# Getting a 2.5 gallon fish tank. Betta fish theme ideas?



## Bettagirl101 (Apr 15, 2012)

So I have decided to upgrade my betta's 1 gallon tank to a 2.5 gallon Aqueon Mini Bow Desktop Aquarium. I'll be getting the kit which comes with an acrylic bowfront tank, Mini Bow filter cartridge, full lighted hood, water conditioner and fish food flakes. My betta fish is a royal blue veil tail male betta. The gravel he currently has won't be enough for his new tank. I would post a pic but my camera is broken. I would like to know how I should theme his tank. So any ideas?


----------



## Laki (Aug 24, 2011)

Nice! He'll love his new home. Lakitu did when I upp'ed him from a 1g to 2.5g 
My bf thought bright orange gravel looked the best with him bc he was also royal blue (like yours I assume). And he was right, the orange gravel and blue fish looked awesome but there's not really much natural decor you can suit to the gravel. 
I swapped it out for black gravel. Now that's all I'll use. Their colors just POP and so does green plants and even ghost shrimp.

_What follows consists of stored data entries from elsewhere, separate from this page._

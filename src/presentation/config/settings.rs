use std::path::PathBuf;
use std::str::FromStr;

use serde::Deserialize;

#[derive(Debug, thiserror::Error)]
pub enum SettingsError {
    #[error("missing required configuration: {0}")]
    Missing(&'static str),
    #[error("invalid value for {key}: {value}")]
    InvalidValue { key: &'static str, value: String },
}

#[derive(Debug, Clone, Deserialize)]
pub struct Settings {
    pub server: ServerSettings,
    pub auth: AuthSettings,
    pub media: MediaSettings,
    pub scheduler: SchedulerSettings,
    pub webhook: WebhookSettings,
    pub database: DatabaseSettings,
    pub logging: LoggingSettings,
}

#[derive(Debug, Clone, Deserialize)]
pub struct ServerSettings {
    pub host: String,
    pub port: u16,
}

#[derive(Debug, Clone, Deserialize)]
pub struct AuthSettings {
    /// The single process-wide bearer token.
    pub api_key: String,
}

#[derive(Debug, Clone, Deserialize)]
pub struct MediaSettings {
    /// Root for per-job working directories.
    pub work_dir: PathBuf,
    /// Where finished subtitle artifacts land; defaults to `work_dir`.
    pub output_dir: PathBuf,
    pub ytdlp_bin: String,
    pub ffmpeg_bin: String,
    pub whisper_bin: String,
    pub whisper_model: PathBuf,
    /// Submissions probed strictly longer than this many seconds are
    /// rejected; equal is accepted.
    pub max_video_length: Option<u64>,
}

#[derive(Debug, Clone, Deserialize)]
pub struct SchedulerSettings {
    pub sync_threshold_seconds: u64,
    pub worker_concurrency: usize,
    pub queue_capacity: usize,
    pub free_job_limit: Option<u64>,
}

#[derive(Debug, Clone, Deserialize)]
pub struct WebhookSettings {
    pub url: Option<String>,
    pub secret: Option<String>,
    /// Event kinds to deliver; empty means all.
    pub events: Vec<String>,
    pub timeout_seconds: u64,
    pub max_retries: u32,
}

#[derive(Debug, Clone, Deserialize)]
pub struct DatabaseSettings {
    /// When set, jobs persist to Postgres instead of the in-memory map.
    pub url: Option<String>,
    pub max_connections: u32,
    /// Startup connection attempts before the boot is failed.
    pub connect_attempts: u32,
}

#[derive(Debug, Clone, Deserialize)]
pub struct LoggingSettings {
    pub level: String,
    pub enable_json: bool,
}

impl Settings {
    /// Load once at startup; changing a knob requires a restart.
    pub fn from_env() -> Result<Self, SettingsError> {
        let api_key = required("SKALD_API_KEY")?;
        let work_dir = PathBuf::from(optional("SKALD_WORK_DIR").unwrap_or_else(|| "./work".to_string()));
        let output_dir = optional("SKALD_OUTPUT_DIR")
            .map(PathBuf::from)
            .unwrap_or_else(|| work_dir.clone());

        Ok(Self {
            server: ServerSettings {
                host: optional("SERVER_HOST").unwrap_or_else(|| "0.0.0.0".to_string()),
                port: parsed("SERVER_PORT", 3000)?,
            },
            auth: AuthSettings { api_key },
            media: MediaSettings {
                work_dir,
                output_dir,
                ytdlp_bin: optional("SKALD_YTDLP_BIN").unwrap_or_else(|| "yt-dlp".to_string()),
                ffmpeg_bin: optional("SKALD_FFMPEG_BIN").unwrap_or_else(|| "ffmpeg".to_string()),
                whisper_bin: optional("SKALD_WHISPER_BIN")
                    .unwrap_or_else(|| "whisper-cli".to_string()),
                whisper_model: PathBuf::from(
                    optional("SKALD_WHISPER_MODEL")
                        .unwrap_or_else(|| "./models/ggml-base.en.bin".to_string()),
                ),
                max_video_length: parsed_optional("SKALD_MAX_VIDEO_LENGTH")?,
            },
            scheduler: SchedulerSettings {
                sync_threshold_seconds: parsed("SKALD_SYNC_THRESHOLD_SECONDS", 120)?,
                worker_concurrency: parsed("SKALD_WORKER_CONCURRENCY", 4)?,
                queue_capacity: parsed("SKALD_QUEUE_CAPACITY", 256)?,
                free_job_limit: parsed_optional("SKALD_FREE_JOB_LIMIT")?,
            },
            webhook: WebhookSettings {
                url: optional("SKALD_WEBHOOK_URL"),
                secret: optional("SKALD_WEBHOOK_SECRET"),
                events: optional("SKALD_WEBHOOK_EVENTS")
                    .map(|v| {
                        v.split(',')
                            .map(|e| e.trim().to_string())
                            .filter(|e| !e.is_empty())
                            .collect()
                    })
                    .unwrap_or_default(),
                timeout_seconds: parsed("SKALD_WEBHOOK_TIMEOUT_SECONDS", 10)?,
                max_retries: parsed("SKALD_WEBHOOK_MAX_RETRIES", 3)?,
            },
            database: DatabaseSettings {
                url: optional("SKALD_DATABASE_URL"),
                max_connections: parsed("SKALD_DATABASE_MAX_CONNECTIONS", 5)?,
                connect_attempts: parsed("SKALD_DATABASE_CONNECT_ATTEMPTS", 5)?,
            },
            logging: LoggingSettings {
                level: optional("LOG_LEVEL").unwrap_or_else(|| "info".to_string()),
                enable_json: optional("LOG_JSON")
                    .map(|v| v.to_lowercase() == "true" || v == "1")
                    .unwrap_or(false),
            },
        })
    }
}

fn optional(key: &'static str) -> Option<String> {
    std::env::var(key).ok().filter(|v| !v.trim().is_empty())
}

fn required(key: &'static str) -> Result<String, SettingsError> {
    optional(key).ok_or(SettingsError::Missing(key))
}

fn parsed<T: FromStr>(key: &'static str, default: T) -> Result<T, SettingsError> {
    match optional(key) {
        Some(value) => value
            .parse()
            .map_err(|_| SettingsError::InvalidValue { key, value }),
        None => Ok(default),
    }
}

fn parsed_optional<T: FromStr>(key: &'static str) -> Result<Option<T>, SettingsError> {
    match optional(key) {
        Some(value) => value
            .parse()
            .map(Some)
            .map_err(|_| SettingsError::InvalidValue { key, value }),
        None => Ok(None),
    }
}
use std::fmt::Write;

use crate::domain::Segment;

use super::timecode::vtt_timecode;

const OPEN_END_SECONDS: f64 = 359_999.999;

/// Render segments as WebVTT: signature line, blank line, unnumbered
/// cues with period millisecond separator.
pub fn render_vtt(segments: &[Segment], fallback: Option<&str>) -> String {
    if segments.is_empty() && fallback.is_none() {
        return "WEBVTT\n".to_string();
    }

    let mut out = String::from("WEBVTT\n\n");

    if segments.is_empty() {
        if let Some(text) = fallback {
            let _ = write!(
                out,
                "{} --> {}\n{}\n\n",
                vtt_timecode(0.0),
                vtt_timecode(OPEN_END_SECONDS),
                text
            );
        }
        return out;
    }

    for segment in segments {
        let _ = write!(
            out,
            "{} --> {}\n{}\n\n",
            vtt_timecode(segment.start),
            vtt_timecode(segment.end),
            segment.text
        );
    }
    out
}
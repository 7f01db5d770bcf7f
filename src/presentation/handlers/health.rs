use axum::http::StatusCode;
use axum::response::IntoResponse;
use axum::Json;
use serde::Serialize;

#[derive(Serialize)]
pub struct HealthResponse {
    pub status: String,
    pub message: String,
}

pub async fn health_handler() -> impl IntoResponse {
    (
        StatusCode::OK,
        Json(HealthResponse {
            status: "ok".to_string(),
            message: "skald api is running".to_string(),
        }),
    )
}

To me, theme comes after the gravel. What kind of floor do you want? Sand? gravel? Soil??


----------



## Bettagirl101 (Apr 15, 2012)

I'll probably be using gravel. What colors do you think will look best with my betta?


----------



## mkayum (Jul 5, 2012)

I think it would be black gravel or sand. It shows his blue color more.


----------



## AquaKai (Jan 2, 2012)

Black makes them pop more, but the natural brown is just so relaxing to look at IMO.


----------



## Bettagirl101 (Apr 15, 2012)

Ok so I'll probably get the black gravel. What kinds of decor looks good with black gravel?


----------



## AquaKai (Jan 2, 2012)

Whatever decorations that you like. Personally I like live plants and perhaps a cave or two. But that's just me. There are some really easy plants that would be great


----------



## Bettagirl101 (Apr 15, 2012)

ok. Thanks. Actually I have decided to use a large kritter keeper to save money. I added prices together of the tank, gravel, and decor. With everything it was going to be at least $61. With the price of the kritter keeper I'll be saving at least $38. As I was looking at some other threads I found one that someone used wrapping paper as a background. So I might do that as well. As of right now I'm leaving on friday to go on a 10 day trip and when I get back the tuesday after I get back I'll be visting my grandparents house for a week. When I find the time to get all this I'll post a photo of it when it's decorated and finished.


----------



## happypappy (Apr 5, 2012)

i found that the bulb that comes with this minibow runs the tank hot; so i tried a compact flourescent (@ $3.00 at walmart and it is the answer --- plus better light! Enjoy your minibow - - I think it is one of the best desktop tanks available.


----------



## Bettagirl101 (Apr 15, 2012)

Well unfortunently my mom will not let me get a bigger tank even if I use my own money. So I have decided to just do a complete makeover of his current tank. I'll change the gravel he currently has to black gravel, keep his current cave, add a tiny fake plant, and add a no swimming sign. I hope the change in his environment will keep him from getting bored.


----------



## Laki (Aug 24, 2011)

Aw shucks. Well you can still do lots with a 1g! Get a java fern or anubias or moss ball for plants. The black gravel will make the colors of the plants and the fish just pop!


----------



## Bettagirl101 (Apr 15, 2012)

Where can I get a java fern, anubuas, or a moss ball?


----------



## AquaKai (Jan 2, 2012)

There are places online you can get them or most pet stores, they usually carry them too.


----------



## Laki (Aug 24, 2011)

I know moss balls are much much cheaper on ebay. I shop with aquaticmagic but I hear they're not always truthful at the borders. I have not had a problem yet but I really love the service there


----------



## Bettagirl101 (Apr 15, 2012)

OK. I think I'll order them online if my local pet store does not have them.


----------